Model which can work on binary data


I have binary data (0/1) and not continuous expression data.
do you think its possible to use the scvi-tools models on my data?

Thank you.


Kind of, but if you try it, I would highly recommend doing some statistical investigation. The scvi-tools models are modeling count data (they actually don’t model continuous expression data).

Briefly, how count distributions ‘work’ is that they arise from adding together binary outcomes (e.g., if you have 7 ‘successes’ and 3 ‘failures’ you have a count of 7, where in general you include information about the fact that you looked at 10 cases in total). There are some variations on this that include variation on top of the counting procedure (the default ZINB distribution in scvi-tools for scRNA-seq models this counting procedure + differences in efficiencies per observation + counts missing at random).

With this in mind, a count of 1 is a count, which differ from a 0 count. You would model the binary case with a Bernoulli distribution.
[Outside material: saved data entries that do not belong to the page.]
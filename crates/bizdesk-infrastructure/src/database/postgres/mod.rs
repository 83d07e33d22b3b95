// PostgreSQL repository implementations
mod contact_repo_impl;
mod event_repo_impl;
mod notification_repo_impl;
mod payroll_repo_impl;
mod product_repo_impl;
mod project_repo_impl;
mod pto_repo_impl;
mod staff_repo_impl;
mod tax_document_repo_impl;
mod tenant_repo_impl;

pub use contact_repo_impl::PgContactRepository;
pub use event_repo_impl::PgEventRepository;
pub use notification_repo_impl::{
    PgNotificationRepository, PgNotificationRuleRepository, PgNotificationTemplateRepository,
};
pub use payroll_repo_impl::PgPayrollRepository;
pub use product_repo_impl::PgProductRepository;
pub use project_repo_impl::{PgProjectRepository, PgTaskRepository};
pub use pto_repo_impl::PgPtoRepository;
pub use staff_repo_impl::{PgRoleRepository, PgStaffRepository};
pub use tax_document_repo_impl::PgTaxDocumentRepository;
pub use tenant_repo_impl::PgTenantRepository;
//! Telemetry setup

use tracing_appender::non_blocking::WorkerGuard;
use tracing_subscriber::{fmt, layer::SubscriberExt, util::SubscriberInitExt, EnvFilter, Layer};

use crate::config::LogSettings;
use crate::error::AppError;

/// Installs the global subscriber. `RUST_LOG` wins over `log.level`.
///
/// The returned guard must live as long as the process when file logging is
/// enabled, otherwise buffered lines are lost.
pub fn init_telemetry(settings: &LogSettings) -> Result<Option<WorkerGuard>, AppError> {
    let env_filter = EnvFilter::try_from_default_env()
        .or_else(|_| EnvFilter::try_new(&settings.level))
        .unwrap_or_else(|_| EnvFilter::new("info"));

    let stdout_layer = if settings.json {
        fmt::layer().json().with_target(true).boxed()
    } else {
        fmt::layer().with_target(true).boxed()
    };

    let (file_layer, guard) = match &settings.directory {
        Some(dir) => {
            let appender = tracing_appender::rolling::daily(dir, "bizdesk.log");
            let (writer, guard) = tracing_appender::non_blocking(appender);
            let layer = fmt::layer().json().with_writer(writer).with_ansi(false).boxed();
            (Some(layer), Some(guard))
        }
        None => (None, None),
    };

    tracing_subscriber::registry()
        .with(env_filter)
        .with(stdout_layer)
        .with(file_layer)
        .try_init()
        .map_err(|e| AppError::TelemetryError(e.to_string()))?;

    Ok(guard)
}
The first step of accumulating binary data is to move to the binomial distribution, where you say “I have x positive cases out of n trials”. But you can set n = 1 and you are back at the Bernoulli case.

What I would do, is I’d try the models in there, with the likelihood parameter set to ‘poisson’, as a pilot and see if I get anything.

If results are promising, I would use the scvi-tools skeleton (GitHub - scverse/scvi-tools-skeleton: Template repository for creating novel models with scvi-tools) and basically copy in the components of the model you are using, but in the loss function in (line 177) replace ZeroInflatedNegativeBinomial with torch.distributions.Bernoulli (Probability distributions - torch.distributions — PyTorch 1.13 documentation).

Hope this helps!